1.    Indicate the type of research that you are adopting:

[    ] Test a hypothesis: Hypothesis-driven research
e.g. Investigation of the anti-bacteria effect of chrysanthemum

[    ] Measure a value: Experimental research (I)
e.g. Determination of the mass of Jupiter using planetary photography

[ X ] Measure a function or relationship: Experimental research (II)
e.g. Investigation of the effect of temperature on the growth of crystals

[    ] Construct a model: Theoretical sciences and applied mathematics
e.g. Modeling of the cooling curve of naphthalene

[    ] Observational and exploratory research
e.g. Investigation of the soil quality in School of Science and Technology, Singapore  

[    ] Improve a product or process: Industrial and applied research
e.g. Development of a SMART and GREEN energy system for households  


2.    Write a research proposal of your interested topic in the following format:

Investigation of how the initial velocity of the cue ball affects the final velocity of the coloured balls

A.    Question being addressed

i) The problem is when people play Pool,  there is too many factors that can affect the pool balls so it is hard to hit the ball to where he or she wants.
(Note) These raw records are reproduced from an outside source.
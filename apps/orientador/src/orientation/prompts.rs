// All LLM prompt templates for the orientation conversation.
// Reuses cross-cutting fragments from llm_client::prompts.

use crate::llm_client::prompts::{ADVISOR_SYSTEM, PLAIN_TEXT_INSTRUCTION};

/// Acknowledgment prompt (guided mode).
/// Replace: {answer}, {category}, {recent}, {profile}, {plain_text}
pub const ACKNOWLEDGMENT_TEMPLATE: &str = r#"El usuario acaba de responder una pregunta de la categoría "{category}".
Su respuesta fue: "{answer}"

Conversación reciente:
{recent}

Perfil recopilado hasta ahora:
{profile}

Escribe un comentario breve (una o dos oraciones) que reconozca su respuesta y la relacione con lo que dijo antes.
No hagas preguntas ni sugieras carreras todavía. {plain_text}"#;

/// Suggestion prompt (guided mode).
/// Replace: {profile}, {catalog}, {plain_text}
pub const SUGGESTION_TEMPLATE: &str = r#"Estas son todas las respuestas del usuario al cuestionario vocacional:
{profile}

Carreras de referencia (podés sugerir otras si encajan mejor):
{catalog}

Analiza sus respuestas y sugiere entre 3 y 4 carreras posibles.
Formato: una lista numerada, cada ítem con el nombre de la carrera seguido de una justificación de una sola línea basada en sus respuestas.
{plain_text}"#;

/// Follow-up prompt (guided mode).
/// Replace: {question}, {profile}, {recent}, {plain_text}
pub const FOLLOW_UP_TEMPLATE: &str = r#"Perfil del usuario:
{profile}

Conversación reciente:
{recent}

El usuario pregunta: "{question}"
Responde de forma clara y concreta, conectando la respuesta con su perfil. {plain_text}"#;

/// Seed message for the free-form mode greeting.
pub const FREE_FORM_INTRO: &str = "Preséntate brevemente como asistente vocacional y realiza tu \
    primera pregunta para conocer intereses.";

/// Free-form system prompt.
pub const FREE_FORM_SYSTEM: &str = "Eres un asistente vocacional que ayuda a los usuarios a elegir una carrera. \
    Vas a hacer al menos 3 preguntas relevantes sobre sus gustos, intereses y preferencias personales durante la conversación. \
    El usuario solo responderá tus preguntas; guía tú la conversación de forma clara. \
    No pidas permiso para preguntar. Evita frases como \"¿Querés que te pregunte algo?\" o \"¿Seguimos?\". Formula directamente la próxima pregunta. \
    Tras 3 o 4 preguntas, entrega recomendaciones directamente sin pedir confirmación. \
    Sugiere 2 o más carreras posibles según lo que el usuario cuente. \
    Mantén un tono amable, claro, empático y accesible. \
    Refiere explícitamente a lo dicho anteriormente por el usuario en tus respuestas y preguntas.";

/// Free-form steering appended before every intermediate turn.
pub const FREE_FORM_NEXT_QUESTION: &str = "Formula UNA sola pregunta directa sin pedir permiso, \
    refiriéndote a lo dicho anteriormente por el usuario. No ofrezcas aún recomendaciones.";

/// Free-form steering appended once, when the target answer count is reached.
pub const FREE_FORM_SUGGEST: &str = "Ahora, sin hacer más preguntas ni pedir permiso, sugiere 2 o más \
    carreras alineadas a los intereses del usuario, con breve justificación y posibles próximos pasos.";

pub const GENERIC_ACKNOWLEDGMENT: &str = "¡Gracias por tu respuesta! Sigamos.";
pub const FOLLOW_UP_FALLBACK: &str =
    "No pude responder en este momento. Probá reformular la pregunta o intentá de nuevo.";
pub const FREE_FORM_TURN_FALLBACK: &str =
    "No pude generar la próxima pregunta. Contame un poco más sobre lo que te gusta hacer.";
pub const FALLBACK_SUGGESTIONS_HEADER: &str =
    "No pude consultar al modelo, pero según tus respuestas podrías explorar:";
pub const CLOSING_MESSAGE: &str = "¡Gracias por usar el orientador vocacional! Mucha suerte en tu camino.";

/// Every piece of text the driver sends or prints, grouped so presets can swap them.
#[derive(Debug, Clone)]
pub struct PromptSet {
    pub system: &'static str,
    pub intro: Option<&'static str>,
    pub acknowledgment: &'static str,
    pub suggestion: &'static str,
    pub follow_up: &'static str,
    pub generic_acknowledgment: &'static str,
    pub follow_up_fallback: &'static str,
    pub closing: &'static str,
}

impl PromptSet {
    pub fn guided() -> Self {
        Self {
            system: ADVISOR_SYSTEM,
            intro: None,
            acknowledgment: ACKNOWLEDGMENT_TEMPLATE,
            suggestion: SUGGESTION_TEMPLATE,
            follow_up: FOLLOW_UP_TEMPLATE,
            generic_acknowledgment: GENERIC_ACKNOWLEDGMENT,
            follow_up_fallback: FOLLOW_UP_FALLBACK,
            closing: CLOSING_MESSAGE,
        }
    }

    /// Free-form turns replay the memory, so the templates become steering messages.
    pub fn free_form() -> Self {
        Self {
            system: FREE_FORM_SYSTEM,
            intro: Some(FREE_FORM_INTRO),
            acknowledgment: FREE_FORM_NEXT_QUESTION,
            suggestion: FREE_FORM_SUGGEST,
            follow_up: FOLLOW_UP_TEMPLATE,
            generic_acknowledgment: FREE_FORM_TURN_FALLBACK,
            follow_up_fallback: FOLLOW_UP_FALLBACK,
            closing: CLOSING_MESSAGE,
        }
    }

    pub fn plain_text(&self) -> &'static str {
        PLAIN_TEXT_INSTRUCTION
    }
}
//! Fallback Matcher — deterministic career suggestions when the LLM is unavailable.
//!
//! Algorithm:
//! 1. Join every answer into one lowercase blob.
//! 2. Walk `FALLBACK_RULES` in order; a rule fires when any of its keywords is
//!    a substring of the blob.
//! 3. No rule fired → `GENERIC_SUGGESTIONS`.
//! 4. Keep at most `MAX_SUGGESTIONS`.
//!
//! Pure and total: always 1..=3 suggestions, no I/O.

pub const MAX_SUGGESTIONS: usize = 3;

#[derive(Debug, Clone, PartialEq, Eq)]
pub struct CareerSuggestion {
    pub career: String,
    pub justification: String,
}

/// One ordered (keywords → career) rule.
#[derive(Debug, Clone, Copy)]
pub struct FallbackRule {
    pub keywords: &'static [&'static str],
    pub career: &'static str,
    pub justification: &'static str,
}

impl FallbackRule {
    fn matches(&self, blob: &str) -> bool {
        self.keywords.iter().any(|k| blob.contains(k))
    }

    fn suggestion(&self) -> CareerSuggestion {
        CareerSuggestion {
            career: self.career.to_string(),
            justification: self.justification.to_string(),
        }
    }
}

/// Evaluated top to bottom; earlier rules win when more than three fire.
pub const FALLBACK_RULES: &[FallbackRule] = &[
    FallbackRule {
        keywords: &["tecnolog", "computa", "informática", "informatica", "program", "software"],
        career: "Ingeniería en Sistemas",
        justification: "Tu interés por la tecnología encaja con el diseño y desarrollo de sistemas.",
    },
    FallbackRule {
        keywords: &["datos", "análisis", "analisis", "analizar", "estadística", "matemática"],
        career: "Ciencia de Datos",
        justification: "Mencionaste el análisis y los números, base del trabajo con datos.",
    },
    FallbackRule {
        keywords: &["salud", "hospital", "medicina", "biolog", "cuidar"],
        career: "Medicina",
        justification: "Te atrae el cuidado de la salud y el trabajo con pacientes.",
    },
    FallbackRule {
        keywords: &["personas", "escuchar", "acompañar", "emociones", "ayudar"],
        career: "Psicología",
        justification: "Valorás escuchar y acompañar a otras personas.",
    },
    FallbackRule {
        keywords: &["diseñ", "dibuj", "creativ", "artístic", "ideas originales"],
        career: "Diseño Gráfico",
        justification: "Tu lado creativo puede transformarse en comunicación visual.",
    },
    FallbackRule {
        keywords: &["emprend", "liderar", "organizar", "negocio", "empresa"],
        career: "Administración de Empresas",
        justification: "Te interesa organizar, decidir y llevar adelante proyectos.",
    },
    FallbackRule {
        keywords: &["debat", "leyes", "justicia", "derecho"],
        career: "Derecho",
        justification: "Disfrutás argumentar y te importan la justicia y las normas.",
    },
    FallbackRule {
        keywords: &["escribir", "literatura", "lengua", "comunicar", "medios"],
        career: "Comunicación Social",
        justification: "Te expresás bien y te interesa contar historias.",
    },
    FallbackRule {
        keywords: &["deporte", "aire libre", "naturaleza"],
        career: "Profesorado de Educación Física",
        justification: "Preferís la actividad física y los espacios abiertos.",
    },
];

/// Used only when no rule fires.
pub const GENERIC_SUGGESTIONS: &[(&str, &str)] = &[
    (
        "Administración de Empresas",
        "Es una carrera versátil con salida laboral en casi cualquier industria.",
    ),
    (
        "Comunicación Social",
        "Desarrolla habilidades transferibles útiles en muchos ámbitos.",
    ),
    (
        "Ingeniería Industrial",
        "Combina gestión y técnica, y abre puertas en áreas muy distintas.",
    ),
];

/// Suggests 1..=3 careers from the collected answers.
pub fn suggest_careers<'a>(answers: impl IntoIterator<Item = &'a str>) -> Vec<CareerSuggestion> {
    let blob = answers
        .into_iter()
        .collect::<Vec<_>>()
        .join(" ")
        .to_lowercase();
    match_blob(&blob)
}

fn match_blob(blob: &str) -> Vec<CareerSuggestion> {
    let mut suggestions: Vec<CareerSuggestion> = FALLBACK_RULES
        .iter()
        .filter(|rule| rule.matches(blob))
        .map(FallbackRule::suggestion)
        .collect();

    if suggestions.is_empty() {
        suggestions = GENERIC_SUGGESTIONS
            .iter()
            .map(|(career, justification)| CareerSuggestion {
                career: career.to_string(),
                justification: justification.to_string(),
            })
            .collect();
    }

    suggestions.truncate(MAX_SUGGESTIONS);
    suggestions
}

/// Numbered list in the same shape the LLM is asked to produce.
pub fn render_suggestions(suggestions: &[CareerSuggestion]) -> String {
    suggestions
        .iter()
        .enumerate()
        .map(|(i, s)| format!("{}. {}: {}", i + 1, s.career, s.justification))
        .collect::<Vec<_>>()
        .join("\n")
}
//! # wgpu Device
//!
//! [`GraphicsDevice`] on a real adapter, rendering offscreen. Buffers and
//! textures are wgpu objects; framebuffers are attachment lists resolved into
//! render passes at `clear` time.
//!
//! No pipeline or shader is bound, so `draw_elements` never rasterizes:
//! it checks the index offset and bumps [`DeviceStats::draw_calls`]. Clears
//! and uploads do reach the GPU.
//!
//! Validation errors reported by wgpu are captured and surface through
//! [`check_error`](GraphicsDevice::check_error) like any other device error.

use std::collections::HashMap;
use std::sync::Arc;
use std::time::{Duration, Instant};

use parking_lot::Mutex;
use xen_core::{BufferId, FramebufferId, GpuResource, ResourceReleaser, TextureId};

use super::{
    release_resource, Attachment, DeviceStats, GraphicsDevice, IndexType, PrimitiveMode,
    TextureDesc, TextureFormat, TextureTarget, Viewport,
};
use crate::error::{DeviceError, RenderError, RenderResult};

const BUFFER_USAGE: wgpu::BufferUsages = wgpu::BufferUsages::VERTEX
    .union(wgpu::BufferUsages::INDEX)
    .union(wgpu::BufferUsages::UNIFORM)
    .union(wgpu::BufferUsages::COPY_DST);

fn wgpu_format(format: TextureFormat) -> wgpu::TextureFormat {
    match format {
        TextureFormat::Rgba8 => wgpu::TextureFormat::Rgba8UnormSrgb,
        TextureFormat::Rgba16Float => wgpu::TextureFormat::Rgba16Float,
        TextureFormat::Depth32Float => wgpu::TextureFormat::Depth32Float,
    }
}

struct GpuTexture {
    texture: wgpu::Texture,
    desc: TextureDesc,
}

/// Offscreen wgpu device.
///
/// Draws are validated and counted, not recorded into a pass.
pub struct WgpuDevice {
    device: wgpu::Device,
    queue: wgpu::Queue,
    adapter_name: String,
    /// Stands in for the default framebuffer.
    backbuffer: wgpu::Texture,
    last_name: u32,
    buffers: HashMap<BufferId, wgpu::Buffer>,
    textures: HashMap<TextureId, GpuTexture>,
    framebuffers: HashMap<FramebufferId, Vec<(Attachment, TextureId)>>,
    bound_framebuffer: Option<FramebufferId>,
    viewport: Viewport,
    validation: Arc<Mutex<Option<String>>>,
    pending_error: Option<DeviceError>,
    timer_started: Option<Instant>,
    draw_calls: u64,
}

impl WgpuDevice {
    /// Opens the default adapter and allocates a `width` x `height`
    /// backbuffer.
    ///
    /// # Errors
    ///
    /// [`RenderError::Unavailable`] if no adapter or device can be created.
    pub fn new(width: u32, height: u32) -> RenderResult<Self> {
        let instance = wgpu::Instance::default();
        let adapter = pollster::block_on(instance.request_adapter(&wgpu::RequestAdapterOptions {
            power_preference: wgpu::PowerPreference::HighPerformance,
            compatible_surface: None,
            force_fallback_adapter: false,
        }))
        .ok_or_else(|| RenderError::Unavailable("no GPU adapter found".to_string()))?;

        let adapter_name = adapter.get_info().name;
        let (device, queue) = pollster::block_on(adapter.request_device(
            &wgpu::DeviceDescriptor {
                label: Some("xen"),
                required_features: wgpu::Features::empty(),
                required_limits: wgpu::Limits::downlevel_defaults(),
            },
            None,
        ))
        .map_err(|e| RenderError::Unavailable(e.to_string()))?;

        let validation = Arc::new(Mutex::new(None));
        let sink = Arc::clone(&validation);
        device.on_uncaptured_error(Box::new(move |error: wgpu::Error| {
            let mut slot = sink.lock();
            if slot.is_none() {
                *slot = Some(error.to_string());
            }
        }));

        let backbuffer = Self::allocate_texture(
            &device,
            TextureDesc {
                width,
                height,
                format: TextureFormat::Rgba8,
            },
        );
        tracing::info!("wgpu device on {} ({}x{})", adapter_name, width, height);

        Ok(Self {
            device,
            queue,
            adapter_name,
            backbuffer,
            last_name: 0,
            buffers: HashMap::new(),
            textures: HashMap::new(),
            framebuffers: HashMap::new(),
            bound_framebuffer: None,
            viewport: Viewport::full(width, height),
            validation,
            pending_error: None,
            timer_started: None,
            draw_calls: 0,
        })
    }

    /// Name of the adapter in use.
    #[must_use]
    pub fn adapter_name(&self) -> &str {
        &self.adapter_name
    }

    /// Viewport set by the last `set_viewport`.
    #[must_use]
    pub fn viewport(&self) -> Viewport {
        self.viewport
    }

    fn allocate_texture(device: &wgpu::Device, desc: TextureDesc) -> wgpu::Texture {
        device.create_texture(&wgpu::TextureDescriptor {
            label: Some("xen texture"),
            size: wgpu::Extent3d {
                width: desc.width.max(1),
                height: desc.height.max(1),
                depth_or_array_layers: 1,
            },
            mip_level_count: 1,
            sample_count: 1,
            dimension: wgpu::TextureDimension::D2,
            format: wgpu_format(desc.format),
            usage: wgpu::TextureUsages::RENDER_ATTACHMENT | wgpu::TextureUsages::TEXTURE_BINDING,
            view_formats: &[],
        })
    }

    fn raise(&mut self, error: DeviceError) {
        if self.pending_error.is_none() {
            self.pending_error = Some(error);
        }
    }

    fn next_names(&mut self, count: usize) -> impl Iterator<Item = u32> {
        let first = self.last_name + 1;
        self.last_name = self
            .last_name
            .saturating_add(u32::try_from(count).unwrap_or(u32::MAX));
        first..=self.last_name
    }

    fn render_views(&self) -> (wgpu::TextureView, Option<wgpu::TextureView>) {
        let default_view = || self.backbuffer.create_view(&wgpu::TextureViewDescriptor::default());
        let Some(fb) = self.bound_framebuffer else {
            return (default_view(), None);
        };
        let mut color = None;
        let mut depth = None;
        for (attachment, texture) in self.framebuffers.get(&fb).into_iter().flatten() {
            let Some(gpu) = self.textures.get(texture) else {
                continue;
            };
            let view = gpu.texture.create_view(&wgpu::TextureViewDescriptor::default());
            match attachment {
                Attachment::Color(0) => color = Some(view),
                Attachment::Depth => depth = Some(view),
                Attachment::Color(_) => {}
            }
        }
        (color.unwrap_or_else(default_view), depth)
    }
}

impl ResourceReleaser for WgpuDevice {
    fn release(&mut self, resource: GpuResource) {
        release_resource(self, resource);
    }
}

impl GraphicsDevice for WgpuDevice {
    fn name(&self) -> &str {
        "wgpu"
    }

    fn create_buffers(&mut self, count: usize) -> Vec<BufferId> {
        let ids: Vec<BufferId> = self.next_names(count).map(BufferId).collect();
        for &id in &ids {
            let buffer = self.device.create_buffer(&wgpu::BufferDescriptor {
                label: Some("xen buffer"),
                size: wgpu::COPY_BUFFER_ALIGNMENT,
                usage: BUFFER_USAGE,
                mapped_at_creation: false,
            });
            self.buffers.insert(id, buffer);
        }
        ids
    }

    fn upload_buffer(&mut self, buffer: BufferId, data: &[u8]) {
        if !self.buffers.contains_key(&buffer) {
            self.raise(DeviceError::InvalidHandle {
                kind: "buffer",
                name: buffer.raw(),
            });
            return;
        }
        let mut padded = data.to_vec();
        let align = usize::try_from(wgpu::COPY_BUFFER_ALIGNMENT).unwrap_or(4);
        padded.resize(data.len().div_ceil(align).max(1) * align, 0);
        let size = padded.len() as u64;

        let too_small = self.buffers.get(&buffer).is_some_and(|b| b.size() < size);
        if too_small {
            let grown = self.device.create_buffer(&wgpu::BufferDescriptor {
                label: Some("xen buffer"),
                size,
                usage: BUFFER_USAGE,
                mapped_at_creation: false,
            });
            if let Some(old) = self.buffers.insert(buffer, grown) {
                old.destroy();
            }
        }
        if let Some(target) = self.buffers.get(&buffer) {
            self.queue.write_buffer(target, 0, &padded);
        }
    }

    fn delete_buffers(&mut self, buffers: &[BufferId]) {
        for id in buffers {
            if let Some(buffer) = self.buffers.remove(id) {
                buffer.destroy();
            }
        }
    }

    fn create_textures(&mut self, count: usize, desc: TextureDesc) -> Vec<TextureId> {
        let ids: Vec<TextureId> = self.next_names(count).map(TextureId).collect();
        for &id in &ids {
            let texture = Self::allocate_texture(&self.device, desc);
            self.textures.insert(id, GpuTexture { texture, desc });
        }
        ids
    }

    fn bind_texture(&mut self, texture: TextureId, _target: TextureTarget) {
        // Bindings are resolved into bind groups by the pass using them.
        if !self.textures.contains_key(&texture) {
            self.raise(DeviceError::InvalidHandle {
                kind: "texture",
                name: texture.raw(),
            });
        }
    }

    fn delete_textures(&mut self, textures: &[TextureId]) {
        for id in textures {
            if let Some(gpu) = self.textures.remove(id) {
                gpu.texture.destroy();
            }
        }
    }

    fn create_framebuffers(&mut self, count: usize) -> Vec<FramebufferId> {
        let ids: Vec<FramebufferId> = self.next_names(count).map(FramebufferId).collect();
        for &id in &ids {
            self.framebuffers.insert(id, Vec::new());
        }
        ids
    }

    fn attach_texture(&mut self, framebuffer: FramebufferId, attachment: Attachment, texture: TextureId) {
        let Some(desc) = self.textures.get(&texture).map(|t| t.desc) else {
            self.raise(DeviceError::InvalidHandle {
                kind: "texture",
                name: texture.raw(),
            });
            return;
        };
        if desc.format.is_depth() != matches!(attachment, Attachment::Depth) {
            self.raise(DeviceError::InvalidOperation(format!(
                "{:?} texture cannot be attached at {:?}",
                desc.format, attachment
            )));
            return;
        }
        match self.framebuffers.get_mut(&framebuffer) {
            Some(slots) => {
                slots.retain(|(at, _)| *at != attachment);
                slots.push((attachment, texture));
            }
            None => self.raise(DeviceError::InvalidHandle {
                kind: "framebuffer",
                name: framebuffer.raw(),
            }),
        }
    }

    fn bind_framebuffer(&mut self, framebuffer: Option<FramebufferId>) {
        match framebuffer {
            Some(id) if !self.framebuffers.contains_key(&id) => self.raise(DeviceError::InvalidHandle {
                kind: "framebuffer",
                name: id.raw(),
            }),
            _ => self.bound_framebuffer = framebuffer,
        }
    }

    fn delete_framebuffers(&mut self, framebuffers: &[FramebufferId]) {
        for id in framebuffers {
            self.framebuffers.remove(id);
            if self.bound_framebuffer == Some(*id) {
                self.bound_framebuffer = None;
            }
        }
    }

    fn set_viewport(&mut self, viewport: Viewport) {
        self.viewport = viewport;
    }

    fn clear(&mut self, color: [f32; 4]) {
        let (color_view, depth_view) = self.render_views();
        let mut encoder = self
            .device
            .create_command_encoder(&wgpu::CommandEncoderDescriptor { label: Some("xen clear") });
        {
            let [r, g, b, a] = color.map(f64::from);
            let _pass = encoder.begin_render_pass(&wgpu::RenderPassDescriptor {
                label: Some("xen clear"),
                color_attachments: &[Some(wgpu::RenderPassColorAttachment {
                    view: &color_view,
                    resolve_target: None,
                    ops: wgpu::Operations {
                        load: wgpu::LoadOp::Clear(wgpu::Color { r, g, b, a }),
                        store: wgpu::StoreOp::Store,
                    },
                })],
                depth_stencil_attachment: depth_view.as_ref().map(|view| {
                    wgpu::RenderPassDepthStencilAttachment {
                        view,
                        depth_ops: Some(wgpu::Operations {
                            load: wgpu::LoadOp::Clear(1.0),
                            store: wgpu::StoreOp::Store,
                        }),
                        stencil_ops: None,
                    }
                }),
                timestamp_writes: None,
                occlusion_query_set: None,
            });
        }
        self.queue.submit(Some(encoder.finish()));
    }

    /// Count only; nothing is encoded.
    fn draw_elements(&mut self, _mode: PrimitiveMode, _count: u32, index_type: IndexType, offset: usize) {
        if offset % index_type.size() != 0 {
            self.raise(DeviceError::InvalidOperation(format!(
                "index offset {offset} not aligned to {index_type:?}"
            )));
            return;
        }
        self.draw_calls += 1;
    }

    fn begin_timer_query(&mut self) {
        if self.timer_started.is_some() {
            self.raise(DeviceError::InvalidOperation(
                "timer query already active".to_string(),
            ));
            return;
        }
        self.timer_started = Some(Instant::now());
    }

    fn end_timer_query(&mut self) -> Option<Duration> {
        let started = self.timer_started.take()?;
        let _ = self.device.poll(wgpu::Maintain::Wait);
        Some(started.elapsed())
    }

    fn check_error(&mut self) -> Option<DeviceError> {
        if let Some(message) = self.validation.lock().take() {
            self.raise(DeviceError::Backend(message));
        }
        self.pending_error.take()
    }

    fn stats(&self) -> DeviceStats {
        DeviceStats {
            buffers: self.buffers.len(),
            textures: self.textures.len(),
            framebuffers: self.framebuffers.len(),
            draw_calls: self.draw_calls,
        }
    }
}
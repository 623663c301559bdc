//! # Game Hooks
//!
//! A game plugs into the loop through two traits, one per thread:
//!
//! | Trait          | Thread     | Sees                                 |
//! |----------------|------------|--------------------------------------|
//! | [`Game`]       | render     | read snapshot, [`RenderSystem`]      |
//! | [`Simulation`] | simulation | write snapshot, [`TickContext`]      |
//!
//! [`Game`] is never sent across threads, so it may hold `Rc`s and GPU-side
//! objects. [`Simulation`] must be `Send`.

use xen_core::GameState;
use xen_rendering::{CommandSender, RenderSystem};

use crate::error::EngineResult;
use crate::platform::PlatformEvent;
use crate::telemetry::TelemetrySnapshot;

/// Render-thread half of a game.
pub trait Game {
    /// Creates GPU content and returns the initial world.
    ///
    /// Runs before the simulation thread starts. Commands submitted here are
    /// executed before the first frame.
    ///
    /// # Errors
    ///
    /// Any error aborts the run before a frame is drawn.
    fn load_content(&mut self, render: &mut RenderSystem) -> EngineResult<GameState>;

    /// Records the frame for `state` into `render`.
    fn draw(&mut self, state: &GameState, render: &mut RenderSystem);

    /// Overlay pass, called after [`draw`](Self::draw) when the debug overlay is on.
    fn draw_debug_ui(&mut self, _telemetry: &TelemetrySnapshot, _render: &mut RenderSystem) {}

    /// Sees every platform event before the loop acts on it.
    fn handle_event(&mut self, _event: &PlatformEvent) {}

    /// Releases GPU content. Runs after the simulation thread has joined.
    fn unload_content(&mut self, render: &mut RenderSystem);
}

/// Per-tick inputs handed to [`Simulation::update`].
#[derive(Debug)]
pub struct TickContext<'a> {
    /// Tick number being produced, starting at 1.
    pub tick: u64,
    /// Seconds since the previous tick, clamped to `max_delta_seconds`.
    pub delta_time: f32,
    /// Milliseconds since the simulation started.
    pub elapsed_ms: f32,
    /// Queues GPU work for the render thread's next `execute`.
    pub commands: &'a CommandSender,
}

/// Simulation-thread half of a game.
pub trait Simulation: Send {
    /// Advances `state` by one tick.
    fn update(&mut self, state: &mut GameState, ctx: &TickContext<'_>);
}

impl<F> Simulation for F
where
    F: FnMut(&mut GameState, &TickContext<'_>) + Send,
{
    fn update(&mut self, state: &mut GameState, ctx: &TickContext<'_>) {
        self(state, ctx);
    }
}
ii) After research, we found out the factors that affects the accuracy of the ball. They are, height of the cue from the ball, area of the ball hit, the incident angle of the cue ball when striking the the pool ball, the weight of the ball, the density of the ball, size of the ball, amount of friction the Pool table fabric used has, the cue stick used, the cue bridge used, distance from the cue to the ball, initial velocity of the cue ball, distance from cue ball to pool ball, speed of wind.
iii) We plan to study only on 1 factor which is the initial velocity of the cue ball, leaving the other factors constant. So we would measure the initial velocity of the cue ball and measure the final velocity of the coloured ball. We would then try to find out how the initial velocity of the cue ball affects the final velocity of the coloured balls

The independent variables are:
(a) The initial velocity of the cue ball

The dependent variable are:

(a)  The final velocity of the coloured ball

The constants are:
(a)  The balls used
(b)  The Pool table used
(c)  The cue stick used
(d)  The cue bridge used
(e)  Distance and height from the cue to the ball
(f)   Amount of force used to hit the ball
(g)  Distance from cue ball to pool ball
(h)  Wind speed
(i)   Area of the ball hit.
(j)   The incident angle of the cue ball when striking the the pool ball

B.    Hypothesis

If there is a constant relationship between the initial velocity of the cue ball and the final velocity of the coloured ball when they hit straight on, then it is possible to derive a formula to predict the speed of the coloured ball.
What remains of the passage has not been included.